(Stored items)
:::
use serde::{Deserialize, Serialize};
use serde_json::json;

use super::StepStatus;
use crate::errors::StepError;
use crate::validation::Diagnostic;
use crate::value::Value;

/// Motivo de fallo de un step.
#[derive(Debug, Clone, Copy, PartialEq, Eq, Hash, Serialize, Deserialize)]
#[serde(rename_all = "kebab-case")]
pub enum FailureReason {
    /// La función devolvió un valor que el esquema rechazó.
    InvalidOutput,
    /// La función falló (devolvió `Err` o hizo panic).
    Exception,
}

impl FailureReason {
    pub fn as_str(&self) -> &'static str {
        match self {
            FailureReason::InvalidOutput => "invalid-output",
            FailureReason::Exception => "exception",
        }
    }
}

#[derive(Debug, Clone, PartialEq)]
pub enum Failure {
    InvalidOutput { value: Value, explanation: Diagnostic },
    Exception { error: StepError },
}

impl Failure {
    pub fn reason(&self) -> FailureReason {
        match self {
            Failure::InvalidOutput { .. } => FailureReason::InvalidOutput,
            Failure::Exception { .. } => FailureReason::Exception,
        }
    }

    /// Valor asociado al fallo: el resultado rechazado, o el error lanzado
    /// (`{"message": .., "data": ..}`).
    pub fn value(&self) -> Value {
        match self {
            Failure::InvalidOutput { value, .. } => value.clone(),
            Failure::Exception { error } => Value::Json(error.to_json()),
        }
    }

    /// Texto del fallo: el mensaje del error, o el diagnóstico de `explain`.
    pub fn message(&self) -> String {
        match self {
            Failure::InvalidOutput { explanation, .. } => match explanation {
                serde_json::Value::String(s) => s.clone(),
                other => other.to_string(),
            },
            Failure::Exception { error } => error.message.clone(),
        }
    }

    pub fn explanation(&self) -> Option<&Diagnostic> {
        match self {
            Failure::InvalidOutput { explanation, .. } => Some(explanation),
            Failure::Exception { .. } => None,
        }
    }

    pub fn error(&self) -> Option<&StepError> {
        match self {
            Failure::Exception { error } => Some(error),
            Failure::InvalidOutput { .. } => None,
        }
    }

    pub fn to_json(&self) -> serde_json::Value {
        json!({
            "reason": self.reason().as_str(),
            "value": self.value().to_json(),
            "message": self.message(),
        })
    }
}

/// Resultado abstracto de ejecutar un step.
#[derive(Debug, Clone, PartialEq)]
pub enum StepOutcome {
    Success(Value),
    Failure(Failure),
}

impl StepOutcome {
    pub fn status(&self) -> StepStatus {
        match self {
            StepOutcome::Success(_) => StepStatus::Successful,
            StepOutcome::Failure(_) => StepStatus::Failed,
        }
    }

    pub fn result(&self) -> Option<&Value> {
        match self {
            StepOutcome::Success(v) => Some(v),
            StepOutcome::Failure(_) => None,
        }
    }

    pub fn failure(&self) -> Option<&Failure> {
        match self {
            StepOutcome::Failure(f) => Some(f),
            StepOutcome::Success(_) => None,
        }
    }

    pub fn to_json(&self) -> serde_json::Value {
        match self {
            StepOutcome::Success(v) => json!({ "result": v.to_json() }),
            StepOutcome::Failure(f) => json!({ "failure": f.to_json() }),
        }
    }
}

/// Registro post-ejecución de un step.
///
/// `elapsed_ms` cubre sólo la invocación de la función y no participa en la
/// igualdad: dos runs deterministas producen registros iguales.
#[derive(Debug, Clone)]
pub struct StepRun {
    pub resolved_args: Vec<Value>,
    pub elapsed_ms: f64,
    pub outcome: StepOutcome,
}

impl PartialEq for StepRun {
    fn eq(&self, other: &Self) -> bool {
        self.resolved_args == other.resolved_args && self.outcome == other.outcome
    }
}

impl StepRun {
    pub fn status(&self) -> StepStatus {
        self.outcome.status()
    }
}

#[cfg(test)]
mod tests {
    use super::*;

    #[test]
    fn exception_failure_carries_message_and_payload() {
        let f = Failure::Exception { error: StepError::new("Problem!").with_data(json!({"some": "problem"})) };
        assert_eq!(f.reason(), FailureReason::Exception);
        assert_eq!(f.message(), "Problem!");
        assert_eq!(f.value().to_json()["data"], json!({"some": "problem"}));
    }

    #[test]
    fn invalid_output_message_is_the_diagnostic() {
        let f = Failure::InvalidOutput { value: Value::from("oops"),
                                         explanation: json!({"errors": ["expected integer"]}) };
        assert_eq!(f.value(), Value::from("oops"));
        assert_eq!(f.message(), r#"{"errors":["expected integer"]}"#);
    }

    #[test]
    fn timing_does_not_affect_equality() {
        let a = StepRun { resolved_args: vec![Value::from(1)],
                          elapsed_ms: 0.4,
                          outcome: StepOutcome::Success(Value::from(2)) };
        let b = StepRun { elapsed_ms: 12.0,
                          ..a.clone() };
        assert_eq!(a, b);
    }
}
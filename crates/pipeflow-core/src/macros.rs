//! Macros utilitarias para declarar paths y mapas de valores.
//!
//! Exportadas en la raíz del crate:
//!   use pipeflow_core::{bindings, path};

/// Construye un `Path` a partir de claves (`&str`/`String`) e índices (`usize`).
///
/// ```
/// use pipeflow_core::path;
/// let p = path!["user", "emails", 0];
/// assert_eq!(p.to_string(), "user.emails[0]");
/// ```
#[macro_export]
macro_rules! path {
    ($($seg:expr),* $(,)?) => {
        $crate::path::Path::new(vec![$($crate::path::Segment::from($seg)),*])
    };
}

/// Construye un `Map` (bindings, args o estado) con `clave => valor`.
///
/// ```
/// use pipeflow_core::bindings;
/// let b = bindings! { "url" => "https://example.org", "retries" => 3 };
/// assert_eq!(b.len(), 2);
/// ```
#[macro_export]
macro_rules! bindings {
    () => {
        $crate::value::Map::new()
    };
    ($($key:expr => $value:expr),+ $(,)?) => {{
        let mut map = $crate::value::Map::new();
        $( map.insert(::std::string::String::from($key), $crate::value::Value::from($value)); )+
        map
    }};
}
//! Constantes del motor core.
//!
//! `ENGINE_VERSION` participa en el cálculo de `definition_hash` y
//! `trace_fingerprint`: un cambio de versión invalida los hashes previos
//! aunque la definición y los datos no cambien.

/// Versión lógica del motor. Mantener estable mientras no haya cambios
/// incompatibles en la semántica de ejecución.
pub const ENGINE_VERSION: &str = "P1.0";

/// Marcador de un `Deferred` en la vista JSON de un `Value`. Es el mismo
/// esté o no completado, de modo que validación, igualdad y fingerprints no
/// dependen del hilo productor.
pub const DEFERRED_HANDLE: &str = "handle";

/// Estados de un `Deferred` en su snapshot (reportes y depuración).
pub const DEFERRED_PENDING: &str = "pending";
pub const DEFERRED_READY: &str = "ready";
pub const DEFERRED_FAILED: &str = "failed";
:::
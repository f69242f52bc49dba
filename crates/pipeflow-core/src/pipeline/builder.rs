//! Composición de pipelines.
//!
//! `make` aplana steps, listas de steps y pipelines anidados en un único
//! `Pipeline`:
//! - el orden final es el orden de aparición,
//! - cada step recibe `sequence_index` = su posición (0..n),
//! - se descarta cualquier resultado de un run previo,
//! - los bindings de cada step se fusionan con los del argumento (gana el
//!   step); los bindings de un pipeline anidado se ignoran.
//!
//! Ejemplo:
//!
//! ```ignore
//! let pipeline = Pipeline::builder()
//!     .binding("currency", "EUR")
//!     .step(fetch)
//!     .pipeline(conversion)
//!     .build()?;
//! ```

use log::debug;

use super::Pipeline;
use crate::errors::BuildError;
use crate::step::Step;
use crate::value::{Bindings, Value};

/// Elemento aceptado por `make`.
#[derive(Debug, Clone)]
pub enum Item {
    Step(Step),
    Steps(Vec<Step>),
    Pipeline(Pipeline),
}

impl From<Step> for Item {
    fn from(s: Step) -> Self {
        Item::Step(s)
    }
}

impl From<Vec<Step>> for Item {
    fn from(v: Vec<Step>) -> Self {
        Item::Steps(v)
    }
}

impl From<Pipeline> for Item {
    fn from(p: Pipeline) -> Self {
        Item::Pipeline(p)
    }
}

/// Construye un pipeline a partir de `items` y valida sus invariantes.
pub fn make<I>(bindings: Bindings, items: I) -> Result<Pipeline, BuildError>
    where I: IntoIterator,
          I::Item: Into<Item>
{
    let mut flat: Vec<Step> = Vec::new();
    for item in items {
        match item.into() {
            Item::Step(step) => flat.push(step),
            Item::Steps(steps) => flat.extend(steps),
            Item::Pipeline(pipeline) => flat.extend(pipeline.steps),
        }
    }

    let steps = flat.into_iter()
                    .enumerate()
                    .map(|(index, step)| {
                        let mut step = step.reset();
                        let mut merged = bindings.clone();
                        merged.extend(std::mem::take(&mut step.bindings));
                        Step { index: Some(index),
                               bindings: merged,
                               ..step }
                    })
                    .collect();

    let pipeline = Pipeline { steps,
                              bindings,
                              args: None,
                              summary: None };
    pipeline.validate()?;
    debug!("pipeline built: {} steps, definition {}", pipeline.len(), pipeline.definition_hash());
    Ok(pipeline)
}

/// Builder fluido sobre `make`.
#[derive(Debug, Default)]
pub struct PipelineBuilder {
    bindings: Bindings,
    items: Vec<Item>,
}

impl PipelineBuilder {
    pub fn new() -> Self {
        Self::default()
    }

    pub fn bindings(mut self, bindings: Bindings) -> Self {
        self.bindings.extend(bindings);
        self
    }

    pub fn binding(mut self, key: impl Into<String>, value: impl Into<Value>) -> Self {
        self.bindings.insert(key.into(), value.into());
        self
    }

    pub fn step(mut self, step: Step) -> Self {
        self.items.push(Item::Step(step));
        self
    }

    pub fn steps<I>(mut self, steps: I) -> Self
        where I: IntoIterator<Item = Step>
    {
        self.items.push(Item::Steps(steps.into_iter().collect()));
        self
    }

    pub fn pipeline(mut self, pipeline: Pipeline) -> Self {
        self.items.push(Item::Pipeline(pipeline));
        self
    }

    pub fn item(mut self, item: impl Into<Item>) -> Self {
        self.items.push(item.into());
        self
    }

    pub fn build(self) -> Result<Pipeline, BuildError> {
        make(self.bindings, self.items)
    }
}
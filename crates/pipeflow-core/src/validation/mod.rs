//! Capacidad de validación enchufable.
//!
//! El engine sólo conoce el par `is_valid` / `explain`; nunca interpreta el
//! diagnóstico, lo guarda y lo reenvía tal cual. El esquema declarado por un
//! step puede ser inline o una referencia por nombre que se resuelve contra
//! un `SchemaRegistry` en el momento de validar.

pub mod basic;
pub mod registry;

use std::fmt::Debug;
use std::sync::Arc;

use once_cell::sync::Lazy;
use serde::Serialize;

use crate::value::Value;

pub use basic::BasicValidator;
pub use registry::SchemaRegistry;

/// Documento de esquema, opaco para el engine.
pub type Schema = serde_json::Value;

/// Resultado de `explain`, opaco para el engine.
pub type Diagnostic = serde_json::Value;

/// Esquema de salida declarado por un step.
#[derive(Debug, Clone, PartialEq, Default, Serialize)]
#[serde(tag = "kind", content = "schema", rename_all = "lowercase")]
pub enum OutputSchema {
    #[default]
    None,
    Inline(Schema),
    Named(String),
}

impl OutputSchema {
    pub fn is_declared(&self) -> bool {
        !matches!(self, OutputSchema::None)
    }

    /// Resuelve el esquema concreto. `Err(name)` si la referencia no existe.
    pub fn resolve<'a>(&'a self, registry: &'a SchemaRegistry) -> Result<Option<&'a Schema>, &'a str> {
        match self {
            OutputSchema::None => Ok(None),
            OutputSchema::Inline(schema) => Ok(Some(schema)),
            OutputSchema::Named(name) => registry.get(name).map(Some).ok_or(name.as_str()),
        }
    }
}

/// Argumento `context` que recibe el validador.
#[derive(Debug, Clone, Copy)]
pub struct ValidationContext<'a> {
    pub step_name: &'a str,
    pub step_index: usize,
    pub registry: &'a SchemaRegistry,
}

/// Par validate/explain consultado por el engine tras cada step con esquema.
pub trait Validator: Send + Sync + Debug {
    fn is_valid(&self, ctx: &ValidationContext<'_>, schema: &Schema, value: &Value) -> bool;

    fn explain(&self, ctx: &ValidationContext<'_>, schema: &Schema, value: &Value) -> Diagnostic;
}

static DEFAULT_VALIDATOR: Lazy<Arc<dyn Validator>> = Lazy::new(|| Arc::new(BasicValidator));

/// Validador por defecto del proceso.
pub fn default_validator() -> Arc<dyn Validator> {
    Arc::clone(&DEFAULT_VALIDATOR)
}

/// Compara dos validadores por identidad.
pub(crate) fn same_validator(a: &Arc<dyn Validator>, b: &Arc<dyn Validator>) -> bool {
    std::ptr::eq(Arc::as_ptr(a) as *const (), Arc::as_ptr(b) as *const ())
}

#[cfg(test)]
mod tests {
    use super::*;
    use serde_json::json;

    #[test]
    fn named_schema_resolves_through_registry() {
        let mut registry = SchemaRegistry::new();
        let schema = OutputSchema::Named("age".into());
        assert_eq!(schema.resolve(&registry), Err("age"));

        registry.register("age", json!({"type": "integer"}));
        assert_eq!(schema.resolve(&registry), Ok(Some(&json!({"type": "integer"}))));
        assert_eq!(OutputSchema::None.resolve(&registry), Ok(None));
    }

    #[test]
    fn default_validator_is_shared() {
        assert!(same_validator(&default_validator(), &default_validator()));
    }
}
:::
- **How to complete this task**
Please show every line above that includes the word "integer".

- **Result of this task**
                                         explanation: json!({"errors": ["expected integer"]}) };
        assert_eq!(f.message(), r#"{"errors":["expected integer"]}"#);
        registry.register("age", json!({"type": "integer"}));
        assert_eq!(schema.resolve(&registry), Ok(Some(&json!({"type": "integer"}))));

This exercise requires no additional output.